Biometrics. 1993 Dec;49(4):1077-87.
The Mantel-Haenszel test for grouped failure time data (MHF test) compares the distribution of failure times in two cohorts followed for an interval of time when the data are collected in discrete subintervals. This paper derives approximations to the power of the Mantel-Haenszel test for arbitrary failure time distributions in the presence of censoring. The approximations are appropriate for both equal and nonequal odds ratios in the constituent tables, and can be used for arbitrary subdivisions of time. Four approximations are proposed. They differ from each other according to whether the parameter measuring treatment effect is an odds ratio or a difference in proportions, and whether the survival distributions are calculated under the null or alternative hypothesis. In addition, we demonstrate that when the hazards are constant, increasing the number of subintervals often produces only a negligible increase in the power of the MHF test. On the other hand, for arbitrary hazards and nonconstant hazard ratios, the choice of frequency and actual times of measurement can have important effects on power. Finally, the paper presents simple expressions for power under exponential failure and censoring models.

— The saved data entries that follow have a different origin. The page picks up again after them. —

use {
    super::{
        open_regular,
        seal,
        Envelope,
        Established,
        HandshakeMessage,
        InitLatch,
        SecureSession,
        SessionPhase,
    },
    crate::{
        cards::{CardId, KeyCardSet},
        context::SessionContext,
        crypto::{CryptoEngine, InitiatorPrivateInfo, ResponderPublicInfo},
        error::{SessionError, SessionResult},
        key_pool::{ephemeral_key_name, KeyKind, PoolKey},
        state::{PeerKeys, Role, SecureSessionIdentity, SessionState},
    },
    chrono::{DateTime, Utc},
    std::sync::{
        atomic::{AtomicBool, Ordering},
        Arc,
    },
};

/// Session of the party that starts the conversation.
///
/// A fresh session derives lazily inside its first [`encrypt`], persists its
/// state and returns the handshake envelope from that same call. The ephemeral
/// private key leaves the key pool as soon as derivation has run. A recovered
/// session is initialized in [`InitiatorSession::recover`] and never embeds a
/// handshake again.
///
/// [`encrypt`]: SecureSession::encrypt
pub struct InitiatorSession<E: CryptoEngine> {
    ctx: Arc<SessionContext<E>>,
    peer_card_id: CardId,
    /// Present only on fresh sessions.
    card_set: Option<KeyCardSet>,
    creation_date: DateTime<Utc>,
    expiration_date: DateTime<Utc>,
    latch: InitLatch<E::Handle>,
    handshake_pending: AtomicBool,
}

impl<E: CryptoEngine> InitiatorSession<E> {
    /// A session with `card_set`'s owner. Nothing is derived until the first
    /// [`encrypt`](SecureSession::encrypt).
    pub fn new(ctx: Arc<SessionContext<E>>, card_set: KeyCardSet) -> Self {
        let (creation_date, expiration_date) = ctx.session_window(Utc::now());

        Self {
            peer_card_id: card_set.identity_id().clone(),
            card_set: Some(card_set),
            creation_date,
            expiration_date,
            latch: InitLatch::new(),
            handshake_pending: AtomicBool::new(true),
            ctx,
        }
    }

    /// Rehydrate from a persisted record. The session is initialized (or
    /// failed) when this returns.
    pub fn recover(ctx: Arc<SessionContext<E>>, state: SessionState) -> Self {
        let peer_card_id = state.identity.peer_card_id.clone();
        let creation_date = state.identity.creation_date;
        let expiration_date = state.identity.expiration_date;

        let outcome = Established::recover(ctx.engine(), state, Role::Initiator);
        match &outcome {
            Ok(established) => log::info!(
                "[session] Recovered initiator session {} with {}",
                established.identity.session_id,
                peer_card_id
            ),
            Err(e) => log::error!(
                "[session] Could not recover initiator session with {peer_card_id}: {e}"
            ),
        }

        Self {
            ctx,
            peer_card_id,
            card_set: None,
            creation_date,
            expiration_date,
            latch: InitLatch::settled(outcome),
            handshake_pending: AtomicBool::new(false),
        }
    }

    pub fn creation_date(&self) -> DateTime<Utc> {
        self.creation_date
    }

    pub fn expiration_date(&self) -> DateTime<Utc> {
        self.expiration_date
    }

    fn ensure_initialized(&self) -> SessionResult<&Established<E::Handle>> {
        self.latch.get_or_init(|| {
            let Some(card_set) = &self.card_set else {
                return Err(SessionError::NotInitialized);
            };

            let ephemeral_name = self.generate_ephemeral();
            let outcome = self.initiate(card_set, &ephemeral_name);

            // Only the public half is needed once derivation has run.
            self.ctx.key_pool().retire(&ephemeral_name);

            if let Err(e) = &outcome {
                log::error!(
                    "[session] Failed to initiate session with {}: {e}",
                    self.peer_card_id
                );
            }

            outcome
        })
    }

    /// Generate an ephemeral key and park it in the pool.
    fn generate_ephemeral(&self) -> String {
        let pair = self.ctx.engine().generate_key_pair();
        let name = ephemeral_key_name(&pair.public_key);

        self.ctx.key_pool().insert(
            name.clone(),
            PoolKey::new(KeyKind::Ephemeral, &pair.private_key, pair.public_key),
        );

        name
    }

    fn initiate(
        &self,
        card_set: &KeyCardSet,
        ephemeral_name: &str,
    ) -> SessionResult<Established<E::Handle>> {
        let engine = self.ctx.engine();

        card_set.verify(engine)?;

        let ephemeral = self
            .ctx
            .key_pool()
            .get(ephemeral_name)
            .ok_or_else(|| SessionError::KeyNotFound(ephemeral_name.to_string()))?;

        let local = InitiatorPrivateInfo {
            identity_key: self.ctx.identity_private_key()?,
            ephemeral_key: engine.import_private_key(ephemeral.private_key.as_slice())?,
        };

        let peer = ResponderPublicInfo {
            identity_key: engine.import_public_key(&card_set.identity_card.public_key)?,
            long_term_key: engine.import_public_key(&card_set.long_term_card.public_key)?,
            one_time_key: card_set
                .one_time_card
                .as_ref()
                .map(|card| engine.import_public_key(&card.public_key))
                .transpose()?,
        };

        let derived =
            engine.derive_initiator_session(&local, &peer, self.ctx.additional_data())?;

        let additional_data = self.ctx.additional_data();
        let established = Established {
            identity: SecureSessionIdentity {
                role: Role::Initiator,
                peer_card_id: self.peer_card_id.clone(),
                session_id: derived.session_id,
                ephemeral_key_name: Some(ephemeral_name.to_string()),
                creation_date: self.creation_date,
                expiration_date: self.expiration_date,
                additional_data: (!additional_data.is_empty()).then(|| additional_data.to_vec()),
            },
            peer: PeerKeys {
                identity_card_id: card_set.identity_card.id.clone(),
                identity_public_key: card_set.identity_card.public_key.clone(),
                long_term_card_id: card_set.long_term_card.id.clone(),
                long_term_public_key: card_set.long_term_card.public_key.clone(),
                one_time_card_id: card_set.one_time_card.as_ref().map(|c| c.id.clone()),
                one_time_public_key: card_set
                    .one_time_card
                    .as_ref()
                    .map(|c| c.public_key.clone()),
                ephemeral_public_key: ephemeral.public_key.clone(),
            },
            handle: derived.handle,
        };

        self.ctx
            .store()
            .save(&self.peer_card_id, &established.to_state(engine))?;

        log::info!(
            "[session] Initiated session {} with {} (one-time card: {})",
            established.identity.session_id,
            self.peer_card_id,
            established.peer.one_time_card_id.is_some()
        );

        Ok(established)
    }

    fn handshake(
        &self,
        established: &Established<E::Handle>,
        plaintext: &str,
    ) -> SessionResult<String> {
        let peer = &established.peer;
        let signature = self.ctx.sign(&peer.ephemeral_public_key)?;
        let sealed = self
            .ctx
            .engine()
            .encrypt_with(&established.handle, plaintext.as_bytes())?;

        Envelope::Handshake(HandshakeMessage {
            initiator_card_id: self.ctx.identity_card_id().clone(),
            responder_card_id: peer.identity_card_id.clone(),
            responder_lt_card_id: peer.long_term_card_id.clone(),
            responder_ot_card_id: peer.one_time_card_id.clone(),
            eph_public_key: peer.ephemeral_public_key.clone(),
            eph_public_key_signature: signature,
            salt: sealed.salt,
            ciphertext: sealed.ciphertext,
        })
        .to_wire()
    }
}

impl<E: CryptoEngine> SecureSession for InitiatorSession<E> {
    fn role(&self) -> Role {
        Role::Initiator
    }

    fn peer_card_id(&self) -> &CardId {
        &self.peer_card_id
    }

    fn phase(&self) -> SessionPhase {
        self.latch.phase()
    }

    fn identity(&self) -> Option<&SecureSessionIdentity> {
        self.latch.identity()
    }

    fn initialize(&self) -> SessionResult<()> {
        self.ensure_initialized().map(|_| ())
    }

    fn encrypt(&self, plaintext: &str) -> SessionResult<String> {
        let established = self.ensure_initialized()?;

        if self
            .handshake_pending
            .compare_exchange(true, false, Ordering::AcqRel, Ordering::Acquire)
            .is_ok()
        {
            return self.handshake(established, plaintext).inspect_err(|_| {
                self.handshake_pending.store(true, Ordering::Release);
            });
        }

        seal(&self.ctx, established, plaintext)
    }

    fn decrypt(&self, envelope: &str) -> SessionResult<String> {
        // Initiators always speak first, decrypt never initializes.
        let established = self.latch.get()?;

        match Envelope::parse(envelope)? {
            Envelope::Regular(message) => open_regular(&self.ctx, established, &message),
            Envelope::Handshake(handshake) => Err(SessionError::SessionMismatch(format!(
                "handshake from {} delivered to an initiator session",
                handshake.initiator_card_id
            ))),
        }
    }
}
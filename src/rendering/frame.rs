//! Full-frame construction.
//!
//! [`render`] is a pure function of the canvas state. The app loop writes
//! the returned string to the terminal after every keystroke; nothing here
//! performs I/O or mutates anything.

use std::fmt::Write;

use crate::canvas::Canvas;
use crate::config::{COLS, CURSOR_PIXEL, FULL_PIXEL, ROWS, TITLE};
use crate::palette::PALETTE;
use crate::rendering::ansi::{Style, render_run};

const CONTROLS: &str = "\
`e` export     `c` cancel       `u` use tool     `p` pencil    `b` bucket
`n` next color `N` prev color   `1-9` pick color `;` next tool `i` hide cursor
`hjkl` l/d/u/r `m,./` go to l/d/u/r edge";

/// Builds the complete frame: centered title, the grid, the status line with
/// the swatch legend, the control hints, and the last export log if any.
pub fn render(canvas: &Canvas) -> String {
    let mut out = String::new();

    render_title(&mut out);
    render_grid(canvas, &mut out);
    render_status_line(canvas, &mut out);

    out.push('\n');
    out.push_str(CONTROLS);
    out.push('\n');

    if let Some(log) = canvas.export_log() {
        let _ = write!(out, "\nLast Export Log: {log}\n");
    }

    out
}

fn render_title(out: &mut String) {
    // Each cell is two characters wide, so the canvas spans 2*COLS columns.
    let width = COLS * 2;
    let pad = if TITLE.len() >= width {
        0
    } else {
        (width - TITLE.len()) / 2
    };
    for _ in 0..pad {
        out.push(' ');
    }
    out.push_str(TITLE);
    out.push('\n');
}

fn render_grid(canvas: &Canvas, out: &mut String) {
    let cursor = canvas.cursor();
    // The bucket affects the whole canvas, so its cursor stays visible even
    // when hidden; otherwise the hidden flag wins.
    let show_cursor = canvas.tool() == crate::palette::Tool::Bucket || !canvas.cursor_hidden();

    for row in 0..ROWS {
        for col in 0..COLS {
            let cell = canvas[(col, row)].rgb();
            if (col, row) == cursor && show_cursor {
                // Selected color as foreground over the cell color, so the
                // cursor shows what painting here would do.
                out.push_str(&render_run(
                    Some(cell),
                    canvas.color().rgb(),
                    Style::None,
                    CURSOR_PIXEL,
                ));
            } else {
                out.push_str(&render_run(Some(cell), cell, Style::None, FULL_PIXEL));
            }
        }
        out.push('\n');
    }
}

fn render_status_line(canvas: &Canvas, out: &mut String) {
    let (col, row) = canvas.cursor();
    let _ = write!(
        out,
        "({:02}, {:02}) | Tool: {} | Color: {:<7} (",
        col + 1,
        row + 1,
        canvas.tool().name(),
        canvas.color().name(),
    );

    for color in PALETTE {
        let letter = &color.name()[..1];
        if color == canvas.color() {
            out.push_str(crate::rendering::ansi::encode_style(Style::Bold));
            out.push_str(&render_run(None, color.rgb(), Style::Underline, letter));
        } else {
            out.push_str(&render_run(None, color.rgb(), Style::None, letter));
        }
    }
    out.push_str(")\n");
}

#[cfg(test)]
mod tests {
    use super::*;
    use crate::canvas::Direction;
    use crate::palette::{Color, Tool};

    #[test]
    fn title_is_centered_over_canvas_width() {
        let frame = render(&Canvas::new());
        let title_line = frame.lines().next().unwrap();
        let pad = (COLS * 2 - TITLE.len()) / 2;
        assert_eq!(title_line, format!("{}{}", " ".repeat(pad), TITLE));
    }

    #[test]
    fn grid_has_one_line_per_row() {
        let frame = render(&Canvas::new());
        // title + grid rows at least
        assert!(frame.lines().count() > ROWS);
    }

    #[test]
    fn cursor_cell_uses_selected_color_as_foreground() {
        let canvas = Canvas::new();
        let frame = render(&canvas);
        // cursor at (0,0): white background, black (selected) foreground
        let expected = render_run(
            Some(Color::White.rgb()),
            Color::Black.rgb(),
            Style::None,
            CURSOR_PIXEL,
        );
        assert!(frame.contains(&expected));
    }

    #[test]
    fn hidden_cursor_draws_no_cursor_glyph() {
        let mut canvas = Canvas::new();
        canvas.toggle_cursor_visibility();
        let frame = render(&canvas);
        assert!(!frame.contains(CURSOR_PIXEL));
    }

    #[test]
    fn bucket_overrides_hidden_cursor() {
        let mut canvas = Canvas::new();
        canvas.toggle_cursor_visibility();
        canvas.set_tool(Tool::Bucket);
        let frame = render(&canvas);
        assert!(frame.contains(CURSOR_PIXEL));
    }

    #[test]
    fn status_line_reports_one_indexed_cursor() {
        let mut canvas = Canvas::new();
        canvas.move_cursor(Direction::Right);
        canvas.move_cursor(Direction::Down);
        let frame = render(&canvas);
        assert!(frame.contains("(02, 02) | Tool: Pencil | Color: Black"));
    }

    #[test]
    fn export_log_line_appears_once_set() {
        let mut canvas = Canvas::new();
        assert!(!render(&canvas).contains("Last Export Log:"));
        canvas.set_export_log("File a.png successfully exported.".to_string());
        assert!(
            render(&canvas).contains("Last Export Log: File a.png successfully exported.")
        );
    }
}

用于分组失效时间数据的Mantel-Haenszel检验(MHF检验),在数据按离散子区间收集时,比较两个队列在一段时间内随访的失效时间分布。本文推导了在存在删失情况下,针对任意失效时间分布的Mantel-Haenszel检验功效的近似值。这些近似值适用于构成表中比值比相等和不相等的情况,并且可用于时间的任意细分。提出了四种近似值。它们彼此不同之处在于,测量治疗效果的参数是比值比还是比例差异,以及生存分布是在原假设还是备择假设下计算的。此外,我们证明,当风险恒定时,增加子区间的数量通常只会使MHF检验的功效产生可忽略不计的增加。另一方面,对于任意风险和非恒定风险比,测量频率和实际时间的选择可能会对功效产生重要影响。最后,本文给出了指数失效和删失模型下功效的简单表达式。